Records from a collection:
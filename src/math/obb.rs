use glam::{DMat3, DVec2, DVec3};

const SHUR_TOLERANCE: f64 = 1e-15;
const EIGEN_TOLERANCE: f64 = 1e-20;
const MAX_SWEEPS: usize = 10;

/// Oriented bounding box: `center` plus three half-axis columns.
#[derive(Debug, Clone, Copy, PartialEq)]
pub struct OrientedBoundingBox {
    pub center: DVec3,
    pub half_axes: DMat3,
}

/// Origin and in-plane axes for flattening a near-planar point set.
#[derive(Debug, Clone, Copy, PartialEq)]
pub struct PlanarAxis {
    pub center: DVec3,
    pub axis1: DVec3,
    pub axis2: DVec3,
}

impl PlanarAxis {
    /// Project a point onto the plane's 2D frame.
    pub fn project(&self, p: DVec3) -> DVec2 {
        let v = p - self.center;
        DVec2::new(self.axis1.dot(v), self.axis2.dot(v))
    }
}

/// Symmetric eigen decomposition result: `unitary` columns are the
/// eigenvectors, the diagonal of `diagonal` holds the eigenvalues.
#[derive(Debug, Clone, Copy)]
pub struct EigenDecomposition {
    pub unitary: DMat3,
    pub diagonal: DMat3,
}

fn element(m: &DMat3, col: usize, row: usize) -> f64 {
    m.col(col)[row]
}

fn set_element(m: &mut DMat3, col: usize, row: usize, value: f64) {
    m.col_mut(col)[row] = value;
}

fn frobenius_norm(m: &DMat3) -> f64 {
    m.to_cols_array().iter().map(|v| v * v).sum::<f64>().sqrt()
}

const ROW_VAL: [usize; 3] = [1, 0, 0];
const COL_VAL: [usize; 3] = [2, 2, 1];

fn off_diagonal_frobenius_norm(m: &DMat3) -> f64 {
    let mut norm = 0.0;
    for i in 0..3 {
        let v = element(m, COL_VAL[i], ROW_VAL[i]);
        norm += 2.0 * v * v;
    }
    norm.sqrt()
}

/// One Jacobi rotation zeroing the largest off-diagonal entry.
fn shur_decomposition(m: &DMat3) -> DMat3 {
    let mut max_diagonal = 0.0;
    let mut rot_axis = 1;
    for i in 0..3 {
        let v = element(m, COL_VAL[i], ROW_VAL[i]).abs();
        if v > max_diagonal {
            rot_axis = i;
            max_diagonal = v;
        }
    }

    let p = ROW_VAL[rot_axis];
    let q = COL_VAL[rot_axis];
    let mut c = 1.0;
    let mut s = 0.0;

    if element(m, q, p).abs() > SHUR_TOLERANCE {
        let qq = element(m, q, q);
        let pp = element(m, p, p);
        let qp = element(m, q, p);
        let tau = (qq - pp) / 2.0 / qp;
        let t = if tau < 0.0 {
            -1.0 / (-tau + (1.0 + tau * tau).sqrt())
        } else {
            1.0 / (tau + (1.0 + tau * tau).sqrt())
        };
        c = 1.0 / (1.0 + t * t).sqrt();
        s = t * c;
    }

    let mut r = DMat3::IDENTITY;
    set_element(&mut r, p, p, c);
    set_element(&mut r, q, q, c);
    set_element(&mut r, q, p, s);
    set_element(&mut r, p, q, -s);
    r
}

/// Cyclic Jacobi eigen decomposition of a symmetric 3x3 matrix.
pub fn eigen_decomposition(m: &DMat3) -> EigenDecomposition {
    let mut unitary = DMat3::IDENTITY;
    let mut diagonal = *m;
    let epsilon = EIGEN_TOLERANCE * frobenius_norm(&diagonal);

    let mut count = 0;
    let mut sweep = 0;
    while sweep < MAX_SWEEPS && off_diagonal_frobenius_norm(&diagonal) > epsilon {
        let j = shur_decomposition(&diagonal);
        diagonal = j.transpose() * (diagonal * j);
        unitary *= j;
        count += 1;
        if count > 2 {
            sweep += 1;
            count = 0;
        }
    }

    EigenDecomposition { unitary, diagonal }
}

impl OrientedBoundingBox {
    /// Fit a box to `points` along the principal axes of their covariance.
    pub fn from_points(points: &[DVec3]) -> Option<Self> {
        if points.is_empty() {
            return None;
        }
        let n = points.len() as f64;
        let mean = points.iter().copied().sum::<DVec3>() / n;

        let (mut xx, mut xy, mut xz, mut yy, mut yz, mut zz) = (0.0, 0.0, 0.0, 0.0, 0.0, 0.0);
        for p in points {
            let d = *p - mean;
            xx += d.x * d.x;
            xy += d.x * d.y;
            xz += d.x * d.z;
            yy += d.y * d.y;
            yz += d.y * d.z;
            zz += d.z * d.z;
        }
        let covariance = DMat3::from_cols(
            DVec3::new(xx, xy, xz) / n,
            DVec3::new(xy, yy, yz) / n,
            DVec3::new(xz, yz, zz) / n,
        );

        let rotation = eigen_decomposition(&covariance).unitary;
        let axes = [rotation.x_axis, rotation.y_axis, rotation.z_axis];

        let mut lo = DVec3::splat(f64::MAX);
        let mut hi = DVec3::splat(f64::MIN);
        for p in points {
            let proj = DVec3::new(axes[0].dot(*p), axes[1].dot(*p), axes[2].dot(*p));
            lo = lo.min(proj);
            hi = hi.max(proj);
        }

        let mid = (lo + hi) * 0.5;
        let center = rotation * mid;
        let scale = DMat3::from_diagonal((hi - lo) * 0.5);

        Some(Self {
            center,
            half_axes: rotation * scale,
        })
    }

    /// Pick two in-plane axes, dropping the thinnest one.
    ///
    /// Returns `None` when the box collapses to a line or a point.
    pub fn planar_axis(&self) -> Option<PlanarAxis> {
        let x_axis = self.half_axes.x_axis;
        let y_axis = self.half_axes.y_axis;
        let z_axis = self.half_axes.z_axis;
        let x_mag = x_axis.length();
        let y_mag = y_axis.length();
        let z_mag = z_axis.length();

        let eps = x_mag.max(y_mag).max(z_mag) * 1e-12;
        let flat = |m: f64| m <= eps;
        if (flat(x_mag) && (flat(y_mag) || flat(z_mag))) || (flat(y_mag) && flat(z_mag)) {
            return None;
        }

        let min = x_mag.min(y_mag).min(z_mag);
        let mut axis1 = x_axis;
        let mut axis2 = y_axis;
        if min == y_mag || min == z_mag {
            axis1 = x_axis;
        }
        if min == x_mag {
            axis1 = y_axis;
        } else if min == z_mag {
            axis2 = y_axis;
        }
        if min == x_mag || min == y_mag {
            axis2 = z_axis;
        }

        Some(PlanarAxis {
            center: self.center,
            axis1,
            axis2,
        })
    }
}

/// Best-fit plane frame for `points`; `None` when they are collinear or
/// coincident.
pub fn compute_project_to_2d_arguments(points: &[DVec3]) -> Option<PlanarAxis> {
    OrientedBoundingBox::from_points(points)?.planar_axis()
}

/// Flatten `points` onto their best-fit plane.
pub fn project_points_to_2d(points: &[DVec3]) -> Option<Vec<DVec2>> {
    let axis = compute_project_to_2d_arguments(points)?;
    Some(points.iter().map(|p| axis.project(*p)).collect())
}

#[cfg(test)]
mod tests {
    use super::*;
    use approx::assert_abs_diff_eq;

    #[test]
    fn eigen_of_diagonal_matrix_is_trivial() {
        let m = DMat3::from_diagonal(DVec3::new(3.0, 2.0, 1.0));
        let e = eigen_decomposition(&m);
        assert_eq!(e.unitary, DMat3::IDENTITY);
        assert_eq!(e.diagonal, m);
    }

    #[test]
    fn eigen_reconstructs_symmetric_matrix() {
        let m = DMat3::from_cols(
            DVec3::new(4.0, 1.0, 0.5),
            DVec3::new(1.0, 3.0, 0.25),
            DVec3::new(0.5, 0.25, 2.0),
        );
        let e = eigen_decomposition(&m);
        let rebuilt = e.unitary * e.diagonal * e.unitary.transpose();
        for (a, b) in rebuilt.to_cols_array().iter().zip(m.to_cols_array()) {
            assert_abs_diff_eq!(*a, b, epsilon = 1e-9);
        }
        assert!(off_diagonal_frobenius_norm(&e.diagonal) < 1e-9);
    }

    #[test]
    fn axis_aligned_box_is_recovered() {
        let mut points = Vec::new();
        for x in [-2.0, 2.0] {
            for y in [-1.0, 1.0] {
                for z in [9.5, 10.5] {
                    points.push(DVec3::new(x, y, z));
                }
            }
        }
        let obb = OrientedBoundingBox::from_points(&points).unwrap();
        assert_abs_diff_eq!(obb.center.x, 0.0, epsilon = 1e-12);
        assert_abs_diff_eq!(obb.center.y, 0.0, epsilon = 1e-12);
        assert_abs_diff_eq!(obb.center.z, 10.0, epsilon = 1e-12);
        assert_abs_diff_eq!(obb.half_axes.x_axis.length(), 2.0, epsilon = 1e-12);
        assert_abs_diff_eq!(obb.half_axes.y_axis.length(), 1.0, epsilon = 1e-12);
        assert_abs_diff_eq!(obb.half_axes.z_axis.length(), 0.5, epsilon = 1e-12);
    }

    #[test]
    fn planar_square_projects_to_2d() {
        let points = [
            DVec3::new(0.0, 0.0, 5.0),
            DVec3::new(2.0, 0.0, 5.0),
            DVec3::new(2.0, 2.0, 5.0),
            DVec3::new(0.0, 2.0, 5.0),
        ];
        let flat = project_points_to_2d(&points).unwrap();
        assert_eq!(flat.len(), 4);
        // Side lengths survive projection onto an orthogonal frame
        let side = (flat[1] - flat[0]).length();
        let diag = (flat[2] - flat[0]).length();
        assert!(side > 0.0);
        assert_abs_diff_eq!(diag / side, 2.0_f64.sqrt(), epsilon = 1e-9);
    }

    #[test]
    fn collinear_points_have_no_plane() {
        let points = [
            DVec3::new(0.0, 0.0, 0.0),
            DVec3::new(1.0, 0.0, 0.0),
            DVec3::new(2.0, 0.0, 0.0),
        ];
        assert!(compute_project_to_2d_arguments(&points).is_none());
        assert!(project_points_to_2d(&points).is_none());
        assert!(OrientedBoundingBox::from_points(&[]).is_none());
    }
}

◆ **Exercise goal**: From the entries above, return exactly the line containing "near-planar point set.", the line containing "fn frobenius_norm(m: &DMat3)", and all lines between, and nothing else.

◆ **Result of this exercise**:
/// Origin and in-plane axes for flattening a near-planar point set.
#[derive(Debug, Clone, Copy, PartialEq)]
pub struct PlanarAxis {
    pub center: DVec3,
    pub axis1: DVec3,
    pub axis2: DVec3,
}

impl PlanarAxis {
    /// Project a point onto the plane's 2D frame.
    pub fn project(&self, p: DVec3) -> DVec2 {
        let v = p - self.center;
        DVec2::new(self.axis1.dot(v), self.axis2.dot(v))
    }
}

/// Symmetric eigen decomposition result: `unitary` columns are the
/// eigenvectors, the diagonal of `diagonal` holds the eigenvalues.
#[derive(Debug, Clone, Copy)]
pub struct EigenDecomposition {
    pub unitary: DMat3,
    pub diagonal: DMat3,
}

fn element(m: &DMat3, col: usize, row: usize) -> f64 {
    m.col(col)[row]
}

fn set_element(m: &mut DMat3, col: usize, row: usize, value: f64) {
    m.col_mut(col)[row] = value;
}

fn frobenius_norm(m: &DMat3) -> f64 {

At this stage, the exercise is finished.